So, first thing I managed to catch on Friday was the last bit of local post-punk outfit Total Luck. Great start to the proceedings as the heaviness and liveliness where what I needed at that point to dust off  the cobwebs and get myself moving after all that travelling. We missed whatever was on next in favour of a bit of exploring and seeing what the layout of the whole thing was. We did get to see Deerhoof, the Friday headliner and something I was particularly looking forwards to. Lively, eclectic guitar based music, constantly transitioning between styles and tying together with J-Pop vocals tying everything together. A complete blast beginning to end.

After that a bit more mooching about the venue before back to the main room for Hey Colossus, who I wasn’t mad familiar with before but knew where right up my street from the second I heard the deep, menacing, Echo(and the Bunnymen)-y gothic drone of the first tune. After that, back to the mill for live analogue face-melt industrial techno 2-piece Giant Swan. Having been suitably pumped by that we finished on the main stage for Infinity Knives and Brian Ennals brining some sick bass-heavy alt hip-­hop.

Tempted as I we were to continue the night either with the small gaggle of sound folk we’d got chatting with in the smoking area or to book up to a gig being out on by one of the extended Hard Crew fam, all the travelling and festivities was catching up with us and we had to call it quits.



Saturday, John stalled at the flat waiting for his partner, who was also experiencing some of the travel woes I’d been subject to the day before. I had a nice afternoon bate’in about on my own through Digbeth doing a bit of exploring on my way to the other-other venue, an art gallery a couple of streets over from the rest of the stuff that hosted the talks, pub quiz and film showings (which I went to) in the afternoons. Digbeth strikes me as like the local Brum version of Camden or the couple of genuinely cool bits off Royal Avenue here, CQ, Union St. etc.
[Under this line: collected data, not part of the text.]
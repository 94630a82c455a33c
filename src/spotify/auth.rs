//! Token endpoint calls of the authorization code flow with PKCE.

use chrono::Utc;
use reqwest::Client;
use serde::Deserialize;

use crate::{
    config,
    error::{ApiError, Result, WayfinderError},
    types::Token,
};

#[derive(Debug, Deserialize)]
struct TokenResponse {
    access_token: String,
    #[serde(default)]
    refresh_token: Option<String>,
    #[serde(default)]
    scope: String,
    #[serde(default = "default_expires_in")]
    expires_in: u64,
}

fn default_expires_in() -> u64 {
    3600
}

impl TokenResponse {
    fn into_token(self, previous_refresh: Option<&str>) -> Token {
        Token {
            access_token: self.access_token,
            refresh_token: self
                .refresh_token
                .or_else(|| previous_refresh.map(str::to_string))
                .unwrap_or_default(),
            scope: self.scope,
            expires_in: self.expires_in,
            obtained_at: Utc::now().timestamp() as u64,
        }
    }
}

/// Authorization page URL the user is sent to.
pub fn authorize_url(code_challenge: &str) -> Result<String> {
    let url = reqwest::Url::parse_with_params(
        &config::spotify_apiauth_url(),
        &[
            ("client_id", config::spotify_client_id()?),
            ("response_type", "code".to_string()),
            ("redirect_uri", config::spotify_redirect_uri()?),
            ("code_challenge", code_challenge.to_string()),
            ("code_challenge_method", "S256".to_string()),
            ("scope", config::spotify_scope()),
        ],
    )
    .map_err(|e| WayfinderError::Config(format!("invalid authorization URL: {e}")))?;
    Ok(url.into())
}

async fn post_token_form(form: &[(&str, &str)]) -> std::result::Result<TokenResponse, ApiError> {
    let response = Client::new()
        .post(config::spotify_apitoken_url())
        .form(form)
        .send()
        .await?;

    let status = response.status();
    if !status.is_success() {
        let message = response.text().await.unwrap_or_default();
        return Err(ApiError::Status {
            status: status.as_u16(),
            message,
        });
    }

    response
        .json::<TokenResponse>()
        .await
        .map_err(|e| ApiError::Decode(e.to_string()))
}

/// Exchanges an authorization code plus the stored verifier for a token.
pub async fn exchange_code_pkce(code: &str, verifier: &str) -> Result<Token> {
    let client_id = config::spotify_client_id()?;
    let redirect_uri = config::spotify_redirect_uri()?;

    let response = post_token_form(&[
        ("grant_type", "authorization_code"),
        ("client_id", &client_id),
        ("code", code),
        ("code_verifier", verifier),
        ("redirect_uri", &redirect_uri),
    ])
    .await?;

    Ok(response.into_token(None))
}

/// Refresh grant. The previous refresh token is kept when the response does
/// not rotate it.
pub async fn refresh_token(refresh_token: &str) -> Result<Token> {
    let client_id = config::spotify_client_id()?;

    let response = post_token_form(&[
        ("grant_type", "refresh_token"),
        ("refresh_token", refresh_token),
        ("client_id", &client_id),
    ])
    .await?;

    Ok(response.into_token(Some(refresh_token)))
}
Lots of cool wee spots, a complex with an Arcade Bar next to a Boardgame Café, next to a cinema bar, some small independent art galleries and workshops, loads of absolutely phenomenal graff and street art all over the place. I got to see a showcase of music videos and short video art projects from Ipecac, Mike Patton’s own indie label. 

 
First music I caught was the hardcore punk group Blind Eye in The Mill. As it was early in the day the front of the stage was nice and roomy so I had a lot of space to jump about in, which I definitely made the most of. Black’s Myths was a very different energy, lots of drone-doom goodness with a bit of jazz drumming to give you something to move to, no breaks between songs just a constant roll that you can get yourself into properly. After that I saw Ashenspire, who I’d had the pleasure of seeing do their queer anarchist blackened jazz-metal at ATG a couple of weeks ago and once again enjoyed the hell out of before nipping out a little early to get a good spot for Taqbir.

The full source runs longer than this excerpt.